— WHAT YOU NEED TO DO —
Return every line from the one with "#[tokio::main]" through the one with "tracing_subscriber::fmt().with_env_filter(env_filter).init();", inclusive, exactly as it appears below.

----- RECORDS FOR THIS EXERCISE -----

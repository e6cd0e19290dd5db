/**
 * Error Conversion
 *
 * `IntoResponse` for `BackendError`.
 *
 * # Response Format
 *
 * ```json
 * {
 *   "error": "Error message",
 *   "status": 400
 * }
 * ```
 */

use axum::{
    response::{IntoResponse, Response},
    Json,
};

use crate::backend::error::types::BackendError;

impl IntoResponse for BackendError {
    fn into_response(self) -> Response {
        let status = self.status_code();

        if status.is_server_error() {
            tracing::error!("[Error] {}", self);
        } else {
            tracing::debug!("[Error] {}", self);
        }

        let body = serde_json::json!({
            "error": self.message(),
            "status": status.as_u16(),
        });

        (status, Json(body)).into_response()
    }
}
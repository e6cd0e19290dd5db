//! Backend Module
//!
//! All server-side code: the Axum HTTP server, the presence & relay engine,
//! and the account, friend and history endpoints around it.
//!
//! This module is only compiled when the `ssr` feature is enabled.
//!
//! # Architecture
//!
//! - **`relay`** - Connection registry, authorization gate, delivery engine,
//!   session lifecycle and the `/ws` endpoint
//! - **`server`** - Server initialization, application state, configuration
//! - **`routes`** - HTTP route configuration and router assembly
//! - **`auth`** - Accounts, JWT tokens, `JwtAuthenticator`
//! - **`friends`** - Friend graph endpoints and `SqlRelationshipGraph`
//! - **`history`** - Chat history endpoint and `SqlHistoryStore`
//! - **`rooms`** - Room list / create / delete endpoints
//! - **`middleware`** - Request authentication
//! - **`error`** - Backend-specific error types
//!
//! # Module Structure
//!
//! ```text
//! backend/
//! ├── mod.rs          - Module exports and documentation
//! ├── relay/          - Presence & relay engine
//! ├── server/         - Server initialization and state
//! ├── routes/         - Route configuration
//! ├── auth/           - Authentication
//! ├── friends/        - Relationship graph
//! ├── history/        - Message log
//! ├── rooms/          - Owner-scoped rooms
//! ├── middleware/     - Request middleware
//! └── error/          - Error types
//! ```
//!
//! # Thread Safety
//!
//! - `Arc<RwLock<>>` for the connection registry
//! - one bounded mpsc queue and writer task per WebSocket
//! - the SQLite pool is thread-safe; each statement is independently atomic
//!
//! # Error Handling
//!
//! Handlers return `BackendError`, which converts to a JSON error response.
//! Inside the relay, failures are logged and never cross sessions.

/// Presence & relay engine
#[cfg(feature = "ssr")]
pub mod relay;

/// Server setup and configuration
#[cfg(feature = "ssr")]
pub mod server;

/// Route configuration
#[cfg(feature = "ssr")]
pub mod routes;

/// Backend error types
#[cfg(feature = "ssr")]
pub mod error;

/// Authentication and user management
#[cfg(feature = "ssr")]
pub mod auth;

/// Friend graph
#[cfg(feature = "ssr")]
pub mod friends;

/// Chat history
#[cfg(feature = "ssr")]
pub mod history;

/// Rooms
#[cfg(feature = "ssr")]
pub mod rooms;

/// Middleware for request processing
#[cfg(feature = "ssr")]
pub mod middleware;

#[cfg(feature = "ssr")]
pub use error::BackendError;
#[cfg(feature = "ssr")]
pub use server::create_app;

-----
----- RECORDS FOR THIS EXERCISE -----

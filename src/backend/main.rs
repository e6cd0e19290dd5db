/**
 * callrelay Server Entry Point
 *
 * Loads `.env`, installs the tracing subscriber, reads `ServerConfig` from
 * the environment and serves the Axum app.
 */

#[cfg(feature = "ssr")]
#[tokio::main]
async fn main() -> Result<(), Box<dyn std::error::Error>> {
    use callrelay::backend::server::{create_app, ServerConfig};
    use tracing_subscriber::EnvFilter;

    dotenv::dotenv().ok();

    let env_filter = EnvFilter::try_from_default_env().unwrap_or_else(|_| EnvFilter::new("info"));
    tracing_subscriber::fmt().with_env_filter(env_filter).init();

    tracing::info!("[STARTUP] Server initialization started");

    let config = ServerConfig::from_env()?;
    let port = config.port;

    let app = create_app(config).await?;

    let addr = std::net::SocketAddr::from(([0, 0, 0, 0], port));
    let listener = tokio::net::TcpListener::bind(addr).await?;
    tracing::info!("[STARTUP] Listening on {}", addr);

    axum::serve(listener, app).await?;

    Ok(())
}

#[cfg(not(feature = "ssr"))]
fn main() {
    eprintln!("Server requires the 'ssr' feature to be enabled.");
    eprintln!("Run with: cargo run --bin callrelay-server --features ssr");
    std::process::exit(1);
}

-----

— WORKED SOLUTION —
#[tokio::main]
async fn main() -> Result<(), Box<dyn std::error::Error>> {
    use callrelay::backend::server::{create_app, ServerConfig};
    use tracing_subscriber::EnvFilter;

    dotenv::dotenv().ok();

    let env_filter = EnvFilter::try_from_default_env().unwrap_or_else(|_| EnvFilter::new("info"));
    tracing_subscriber::fmt().with_env_filter(env_filter).init();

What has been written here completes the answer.